**WHAT YOU SHOULD DO**
Which of the lines below include "ParamInfo"? Each one should be copied out.

(Stored data entries)
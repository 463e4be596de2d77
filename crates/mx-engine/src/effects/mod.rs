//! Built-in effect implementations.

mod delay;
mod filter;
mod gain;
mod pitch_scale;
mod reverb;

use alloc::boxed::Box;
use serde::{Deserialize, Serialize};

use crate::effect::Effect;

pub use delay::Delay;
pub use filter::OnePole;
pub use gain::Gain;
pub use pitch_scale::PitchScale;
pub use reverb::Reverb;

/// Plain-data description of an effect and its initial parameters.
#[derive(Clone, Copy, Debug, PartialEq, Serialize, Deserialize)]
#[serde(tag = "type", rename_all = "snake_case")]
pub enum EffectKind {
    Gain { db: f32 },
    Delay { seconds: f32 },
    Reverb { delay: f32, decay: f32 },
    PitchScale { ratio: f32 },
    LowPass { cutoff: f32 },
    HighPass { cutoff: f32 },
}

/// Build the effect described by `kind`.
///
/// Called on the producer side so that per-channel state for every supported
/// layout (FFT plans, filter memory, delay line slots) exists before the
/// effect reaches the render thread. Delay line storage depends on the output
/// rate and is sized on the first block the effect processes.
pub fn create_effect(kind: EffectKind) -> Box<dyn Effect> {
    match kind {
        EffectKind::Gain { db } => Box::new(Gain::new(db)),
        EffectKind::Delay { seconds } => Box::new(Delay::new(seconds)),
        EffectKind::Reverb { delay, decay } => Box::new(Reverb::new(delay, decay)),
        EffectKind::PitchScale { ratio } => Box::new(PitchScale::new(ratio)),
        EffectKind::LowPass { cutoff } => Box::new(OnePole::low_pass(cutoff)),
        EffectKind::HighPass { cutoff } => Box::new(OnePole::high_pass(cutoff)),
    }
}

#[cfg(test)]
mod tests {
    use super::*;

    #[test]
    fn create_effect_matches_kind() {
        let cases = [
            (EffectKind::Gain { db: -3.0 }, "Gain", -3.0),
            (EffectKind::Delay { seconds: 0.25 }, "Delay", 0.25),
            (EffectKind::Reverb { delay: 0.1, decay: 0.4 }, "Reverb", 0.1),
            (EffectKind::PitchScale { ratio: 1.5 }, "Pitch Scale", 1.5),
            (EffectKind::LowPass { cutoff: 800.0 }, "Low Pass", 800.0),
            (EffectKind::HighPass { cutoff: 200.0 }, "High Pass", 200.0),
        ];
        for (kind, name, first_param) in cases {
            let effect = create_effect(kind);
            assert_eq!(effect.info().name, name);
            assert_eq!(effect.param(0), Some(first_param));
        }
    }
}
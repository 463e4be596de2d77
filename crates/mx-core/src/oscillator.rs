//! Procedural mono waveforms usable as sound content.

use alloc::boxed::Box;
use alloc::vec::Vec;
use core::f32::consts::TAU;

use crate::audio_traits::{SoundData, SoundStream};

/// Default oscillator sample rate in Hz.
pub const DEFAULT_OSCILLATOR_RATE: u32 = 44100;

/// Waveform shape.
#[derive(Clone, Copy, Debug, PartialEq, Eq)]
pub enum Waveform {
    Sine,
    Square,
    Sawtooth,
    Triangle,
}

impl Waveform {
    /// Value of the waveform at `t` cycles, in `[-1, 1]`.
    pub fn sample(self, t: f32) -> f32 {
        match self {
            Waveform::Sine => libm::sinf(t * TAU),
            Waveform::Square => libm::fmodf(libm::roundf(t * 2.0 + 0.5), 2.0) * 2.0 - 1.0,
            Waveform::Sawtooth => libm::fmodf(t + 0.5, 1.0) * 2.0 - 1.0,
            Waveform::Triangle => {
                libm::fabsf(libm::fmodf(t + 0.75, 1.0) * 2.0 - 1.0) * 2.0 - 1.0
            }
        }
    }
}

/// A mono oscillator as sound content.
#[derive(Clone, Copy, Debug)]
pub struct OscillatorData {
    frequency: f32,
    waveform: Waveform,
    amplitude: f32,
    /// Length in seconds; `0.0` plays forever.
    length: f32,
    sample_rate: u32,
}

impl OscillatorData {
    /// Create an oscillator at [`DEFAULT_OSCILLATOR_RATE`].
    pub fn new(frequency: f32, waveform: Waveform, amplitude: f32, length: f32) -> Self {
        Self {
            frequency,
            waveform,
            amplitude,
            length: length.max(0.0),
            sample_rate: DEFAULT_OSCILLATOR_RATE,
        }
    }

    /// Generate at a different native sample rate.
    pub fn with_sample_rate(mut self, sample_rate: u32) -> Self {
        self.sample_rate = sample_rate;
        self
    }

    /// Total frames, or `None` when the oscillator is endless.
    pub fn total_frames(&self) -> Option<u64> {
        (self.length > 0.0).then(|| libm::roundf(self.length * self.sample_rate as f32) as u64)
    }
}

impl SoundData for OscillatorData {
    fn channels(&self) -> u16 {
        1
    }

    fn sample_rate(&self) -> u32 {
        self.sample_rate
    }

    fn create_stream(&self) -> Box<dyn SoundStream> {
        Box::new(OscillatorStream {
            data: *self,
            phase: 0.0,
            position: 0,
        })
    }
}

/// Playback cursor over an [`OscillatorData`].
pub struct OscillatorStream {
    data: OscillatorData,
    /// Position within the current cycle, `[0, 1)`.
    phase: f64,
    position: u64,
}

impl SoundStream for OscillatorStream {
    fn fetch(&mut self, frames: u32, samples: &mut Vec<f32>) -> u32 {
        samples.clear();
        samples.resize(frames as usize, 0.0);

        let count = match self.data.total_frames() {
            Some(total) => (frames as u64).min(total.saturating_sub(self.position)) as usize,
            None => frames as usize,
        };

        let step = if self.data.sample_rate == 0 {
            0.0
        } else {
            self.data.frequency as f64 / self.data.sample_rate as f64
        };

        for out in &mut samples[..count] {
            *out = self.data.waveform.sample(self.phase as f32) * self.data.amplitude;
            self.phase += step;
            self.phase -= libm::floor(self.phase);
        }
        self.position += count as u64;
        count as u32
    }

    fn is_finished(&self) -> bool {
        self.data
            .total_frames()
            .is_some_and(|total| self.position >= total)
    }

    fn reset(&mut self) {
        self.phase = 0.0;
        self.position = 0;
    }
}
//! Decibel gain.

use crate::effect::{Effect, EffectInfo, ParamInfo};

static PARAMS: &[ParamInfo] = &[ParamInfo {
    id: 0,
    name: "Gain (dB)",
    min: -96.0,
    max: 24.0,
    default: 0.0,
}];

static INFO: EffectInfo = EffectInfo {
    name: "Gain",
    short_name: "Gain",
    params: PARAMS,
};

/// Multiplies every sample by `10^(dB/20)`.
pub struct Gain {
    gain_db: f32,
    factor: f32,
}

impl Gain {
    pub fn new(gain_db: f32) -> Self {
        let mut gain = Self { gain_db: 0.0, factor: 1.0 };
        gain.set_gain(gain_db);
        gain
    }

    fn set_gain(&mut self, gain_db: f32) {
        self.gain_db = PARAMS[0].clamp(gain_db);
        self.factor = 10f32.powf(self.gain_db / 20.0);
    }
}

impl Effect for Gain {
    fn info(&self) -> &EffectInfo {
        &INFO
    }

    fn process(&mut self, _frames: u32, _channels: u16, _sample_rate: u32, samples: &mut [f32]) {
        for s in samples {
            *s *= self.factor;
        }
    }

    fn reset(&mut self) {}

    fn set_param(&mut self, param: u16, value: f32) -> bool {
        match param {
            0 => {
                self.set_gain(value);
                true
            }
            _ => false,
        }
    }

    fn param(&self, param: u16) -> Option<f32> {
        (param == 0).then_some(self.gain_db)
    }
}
* * *
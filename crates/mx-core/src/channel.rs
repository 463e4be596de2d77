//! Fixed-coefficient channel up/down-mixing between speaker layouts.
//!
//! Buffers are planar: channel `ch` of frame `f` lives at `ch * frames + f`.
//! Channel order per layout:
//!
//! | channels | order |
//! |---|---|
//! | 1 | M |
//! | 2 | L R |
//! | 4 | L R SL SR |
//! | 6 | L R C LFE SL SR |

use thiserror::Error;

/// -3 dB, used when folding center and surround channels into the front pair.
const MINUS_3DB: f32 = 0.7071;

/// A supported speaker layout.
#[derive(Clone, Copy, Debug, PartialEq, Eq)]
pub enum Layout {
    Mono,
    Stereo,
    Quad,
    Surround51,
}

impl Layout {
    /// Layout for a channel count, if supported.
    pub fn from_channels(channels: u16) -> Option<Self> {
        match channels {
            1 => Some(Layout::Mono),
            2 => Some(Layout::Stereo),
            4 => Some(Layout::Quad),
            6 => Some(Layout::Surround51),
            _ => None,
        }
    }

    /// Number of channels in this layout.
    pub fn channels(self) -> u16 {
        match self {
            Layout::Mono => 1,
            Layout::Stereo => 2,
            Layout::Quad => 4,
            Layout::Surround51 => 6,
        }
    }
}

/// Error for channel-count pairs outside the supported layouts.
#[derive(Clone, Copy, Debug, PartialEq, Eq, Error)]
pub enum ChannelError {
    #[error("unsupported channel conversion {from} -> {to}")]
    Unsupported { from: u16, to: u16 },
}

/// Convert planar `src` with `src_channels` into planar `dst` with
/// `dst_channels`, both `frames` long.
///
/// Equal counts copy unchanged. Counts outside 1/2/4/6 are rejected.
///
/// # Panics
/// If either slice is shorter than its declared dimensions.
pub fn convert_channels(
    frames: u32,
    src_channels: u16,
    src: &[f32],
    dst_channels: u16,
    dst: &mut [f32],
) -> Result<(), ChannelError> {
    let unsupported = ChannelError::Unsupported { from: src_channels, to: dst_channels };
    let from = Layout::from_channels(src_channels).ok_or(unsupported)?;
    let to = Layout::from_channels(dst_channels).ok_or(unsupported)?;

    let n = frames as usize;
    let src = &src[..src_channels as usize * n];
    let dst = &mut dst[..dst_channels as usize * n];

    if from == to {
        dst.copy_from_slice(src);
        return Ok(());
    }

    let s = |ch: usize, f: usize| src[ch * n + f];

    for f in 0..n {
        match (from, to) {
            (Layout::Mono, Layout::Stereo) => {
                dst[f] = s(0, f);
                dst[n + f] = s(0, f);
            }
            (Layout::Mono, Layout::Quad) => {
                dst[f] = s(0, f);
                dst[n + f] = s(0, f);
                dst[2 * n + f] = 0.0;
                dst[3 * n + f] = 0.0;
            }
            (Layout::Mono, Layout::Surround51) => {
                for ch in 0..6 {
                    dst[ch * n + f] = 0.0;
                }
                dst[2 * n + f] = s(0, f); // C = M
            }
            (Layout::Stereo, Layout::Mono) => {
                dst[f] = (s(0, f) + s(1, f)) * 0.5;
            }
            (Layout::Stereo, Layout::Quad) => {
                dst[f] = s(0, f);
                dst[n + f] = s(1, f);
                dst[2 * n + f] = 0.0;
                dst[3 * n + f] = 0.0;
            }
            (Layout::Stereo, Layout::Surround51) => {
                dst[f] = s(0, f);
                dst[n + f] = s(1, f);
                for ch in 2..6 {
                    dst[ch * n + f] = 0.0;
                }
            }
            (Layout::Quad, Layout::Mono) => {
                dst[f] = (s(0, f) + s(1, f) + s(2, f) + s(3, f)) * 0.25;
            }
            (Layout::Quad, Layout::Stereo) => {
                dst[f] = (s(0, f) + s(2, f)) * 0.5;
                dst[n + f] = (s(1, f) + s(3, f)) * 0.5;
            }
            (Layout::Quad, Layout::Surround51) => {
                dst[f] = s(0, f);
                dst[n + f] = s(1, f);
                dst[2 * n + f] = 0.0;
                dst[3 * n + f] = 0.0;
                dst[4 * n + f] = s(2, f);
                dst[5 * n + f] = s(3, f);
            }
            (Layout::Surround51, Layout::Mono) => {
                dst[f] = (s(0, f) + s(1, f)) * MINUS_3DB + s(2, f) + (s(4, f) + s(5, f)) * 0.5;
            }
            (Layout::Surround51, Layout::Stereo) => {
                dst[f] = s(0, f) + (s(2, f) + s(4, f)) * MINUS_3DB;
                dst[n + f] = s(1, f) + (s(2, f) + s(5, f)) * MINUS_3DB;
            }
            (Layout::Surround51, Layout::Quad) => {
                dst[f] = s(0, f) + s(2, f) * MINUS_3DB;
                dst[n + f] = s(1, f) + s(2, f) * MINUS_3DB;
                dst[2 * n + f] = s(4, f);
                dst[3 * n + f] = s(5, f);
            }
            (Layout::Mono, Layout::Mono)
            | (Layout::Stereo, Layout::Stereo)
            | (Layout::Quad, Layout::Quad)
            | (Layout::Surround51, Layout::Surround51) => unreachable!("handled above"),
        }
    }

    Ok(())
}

**ANSWER TO THIS PROBLEM**
use crate::effect::{Effect, EffectInfo, ParamInfo};
static PARAMS: &[ParamInfo] = &[ParamInfo {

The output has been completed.